Patut diungkap juga di sini setelah STA, bergabung pula Armijn Pane dan abangnya, Sanusi Pane juga menjadi redaktur di Balai Poestaka. Pane bersaudara ini merupakan generasi editor selanjutnya di Indonesia. Atas tawaran dari STA, bergabung pula H.B. Jassin di Redaksi Balai Poestaka. Masyarakat sastra Indonesia pun kemudian mengenal H.B. Jassin sebagai kritikus sastra yang ulung sehingga berjuluk Paus Sastra Indonesia.
Ilmu Menyunting Fiksi
Karya sastra terbagi atas genre puisi, drama, dan prosa (cerpen dan novel). Ada yang berpendapat karya fiksi mencakup juga puisi dan drama. Sejatinya fiksi adalah prosa yang berbasis pengisahan dalam bentuk cerita pendek, novela/novelet, dan novel. Jadi, puisi dan drama tidak digolongkan sebagai genre fiksi.

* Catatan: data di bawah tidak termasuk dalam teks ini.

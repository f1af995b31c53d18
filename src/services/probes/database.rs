use sqlx::Connection;
use sqlx::postgres::PgConnection;
use tracing::{info, warn};

use super::{probe_timeout, with_timeout};
use crate::config::{AiServiceSettings, Secret};
use crate::error::AppResult;

/// Opens and immediately closes one connection. Without a DATABASE_URL there is nothing to check.
pub async fn probe_database(settings: &AiServiceSettings) -> bool {
    let Some(url) = settings.database.url.as_ref().map(Secret::expose) else {
        info!("No database configuration found, skipping database check");
        return false;
    };

    match with_timeout("Database", probe_timeout(settings), connect_and_close(url)).await {
        Ok(()) => {
            info!("Database connection validated");
            true
        }
        Err(e) => {
            warn!(error = %e, "Database connection failed");
            false
        }
    }
}

async fn connect_and_close(url: &str) -> AppResult<()> {
    let connection = PgConnection::connect(url).await?;
    connection.close().await?;
    Ok(())
}
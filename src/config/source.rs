use std::collections::{HashMap, HashSet};
use std::env;
use std::ffi::OsString;
use std::path::{Path, PathBuf};

use tracing::{debug, info, warn};

use crate::error::AppResult;

/// Env file read when `ENV_FILE` is not set.
pub const DEFAULT_ENV_FILE: &str = ".env";

/// Raw configuration values keyed by upper-case variable name.
///
/// Values from the process environment take precedence over the env file,
/// and building a source never writes back into the process environment.
#[derive(Clone, Debug, Default)]
pub struct EnvSource {
    values: HashMap<String, String>,
    /// Keys whose value is not valid UTF-8 and therefore cannot be used.
    unreadable: HashSet<String>,
}

impl EnvSource {
    /// Process environment overlaid on `ENV_FILE` (or `.env`).
    pub fn from_process() -> AppResult<Self> {
        let env_file = env::var_os("ENV_FILE")
            .map(PathBuf::from)
            .unwrap_or_else(|| PathBuf::from(DEFAULT_ENV_FILE));
        Self::load(Some(&env_file))
    }

    pub fn load(env_file: Option<&Path>) -> AppResult<Self> {
        let mut source = Self::default();

        if let Some(path) = env_file {
            source.merge_file(path)?;
        }

        source.merge_os_vars(env::vars_os());
        Ok(source)
    }

    /// Process variables win over file values. A non-UTF-8 value is remembered as
    /// unreadable so the schema can reject it instead of falling back to a default.
    /// Non-UTF-8 keys cannot name a schema field and are skipped.
    pub(crate) fn merge_os_vars<I>(&mut self, vars: I)
    where
        I: IntoIterator<Item = (OsString, OsString)>,
    {
        let mut process_count = 0;
        for (key, value) in vars {
            let Some(key) = key.to_str() else { continue };
            match value.into_string() {
                Ok(value) => {
                    self.insert(key, value);
                    process_count += 1;
                }
                Err(_) => {
                    let key = key.to_ascii_uppercase();
                    warn!(key = %key, "Environment variable is not valid UTF-8");
                    self.values.remove(&key);
                    self.unreadable.insert(key);
                }
            }
        }
        debug!(variables = process_count, "Loaded process environment");
    }

    /// Builds a source from explicit pairs, ignoring the process environment.
    pub fn from_pairs<I, K, V>(pairs: I) -> Self
    where
        I: IntoIterator<Item = (K, V)>,
        K: AsRef<str>,
        V: Into<String>,
    {
        let mut source = Self::default();
        for (key, value) in pairs {
            source.insert(key.as_ref(), value);
        }
        source
    }

    fn merge_file(&mut self, path: &Path) -> AppResult<()> {
        let iter = match dotenv::from_path_iter(path) {
            Ok(iter) => iter,
            Err(e) if e.not_found() => {
                debug!(path = %path.display(), "No env file found, using process environment only");
                return Ok(());
            }
            Err(e) => return Err(e.into()),
        };

        let mut count = 0;
        for item in iter {
            let (key, value) = item?;
            self.insert(&key, value);
            count += 1;
        }
        info!(path = %path.display(), variables = count, "Loaded env file");
        Ok(())
    }

    pub fn insert(&mut self, key: &str, value: impl Into<String>) {
        let key = key.to_ascii_uppercase();
        self.unreadable.remove(&key);
        self.values.insert(key, value.into());
    }

    /// True when the variable is set but its value is not valid UTF-8.
    pub fn is_unreadable(&self, key: &str) -> bool {
        self.unreadable.contains(&key.to_ascii_uppercase())
    }

    /// Case-insensitive lookup.
    pub fn get(&self, key: &str) -> Option<&str> {
        self.values
            .get(&key.to_ascii_uppercase())
            .map(String::as_str)
    }

    pub fn len(&self) -> usize {
        self.values.len()
    }

    pub fn is_empty(&self) -> bool {
        self.values.is_empty()
    }
}

#[cfg(test)]
mod tests {
    use super::*;
    use std::io::Write;

    #[test]
    fn test_lookup_is_case_insensitive() {
        let source = EnvSource::from_pairs([("redis_url", "redis://cache:6379")]);
        assert_eq!(source.get("REDIS_URL"), Some("redis://cache:6379"));
        assert_eq!(source.get("Redis_Url"), Some("redis://cache:6379"));
        assert_eq!(source.get("PORT"), None);
    }

    #[test]
    fn test_env_file_is_overlaid_by_process_environment() {
        let mut file = tempfile::NamedTempFile::new().unwrap();
        writeln!(file, "SOUNDLAB_TEST_ONLY_IN_FILE=from-file").unwrap();
        writeln!(file, "PATH=from-file").unwrap();

        let source = EnvSource::load(Some(file.path())).unwrap();
        assert_eq!(source.get("SOUNDLAB_TEST_ONLY_IN_FILE"), Some("from-file"));
        // PATH is always set in the process environment and must win
        assert_ne!(source.get("PATH"), Some("from-file"));
    }

    #[cfg(unix)]
    #[test]
    fn test_non_utf8_value_is_rejected_instead_of_defaulted() {
        use crate::config::AiServiceSettings;
        use crate::error::AppError;
        use std::os::unix::ffi::OsStringExt;

        let mut source = EnvSource::from_pairs([("PORT", "9000")]);
        source.merge_os_vars([
            (OsString::from("PORT"), OsString::from_vec(vec![0x39, 0xff])),
            (OsString::from_vec(vec![0xff, 0x41]), OsString::from("ignored")),
        ]);

        assert!(source.is_unreadable("port"));
        assert_eq!(source.get("PORT"), None);

        match AiServiceSettings::from_source(&source) {
            Err(AppError::InvalidFields(errors)) => {
                assert_eq!(errors.len(), 1);
                assert_eq!(errors[0].field, "PORT");
                assert_eq!(errors[0].reason, "is not valid UTF-8");
            }
            other => panic!("expected field error, got {:?}", other.map(|_| ())),
        }
    }

    #[test]
    fn test_missing_env_file_is_not_an_error() {
        let dir = tempfile::tempdir().unwrap();
        let source = EnvSource::load(Some(&dir.path().join("absent.env")));
        assert!(source.is_ok());
    }
}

Jika kemudian berkembang genre yang sangat dinamis seperti prosa liris atau puisi berwajah esai, itu tentu di luar pembagian tegas karya sastra. Karena itu, dalam konteks penyuntingan fiksi, ia tidak termasuk menyunting puisi dan menyunting drama.Â
Satu hal yang menjadi catatan bahwa puisi sejatinya karya yang tidak dapat diedit atau disunting, kecuali oleh penulisnya sendiri. Puisi hanya dapat dinilai dari segi kelayakannya untuk dipublikasikan. Di sisi lain, puisi memiliki "kekebalan diplomatik" bernama licentia poetika yang tidak ada pada karya fiksi cerpen dan novel.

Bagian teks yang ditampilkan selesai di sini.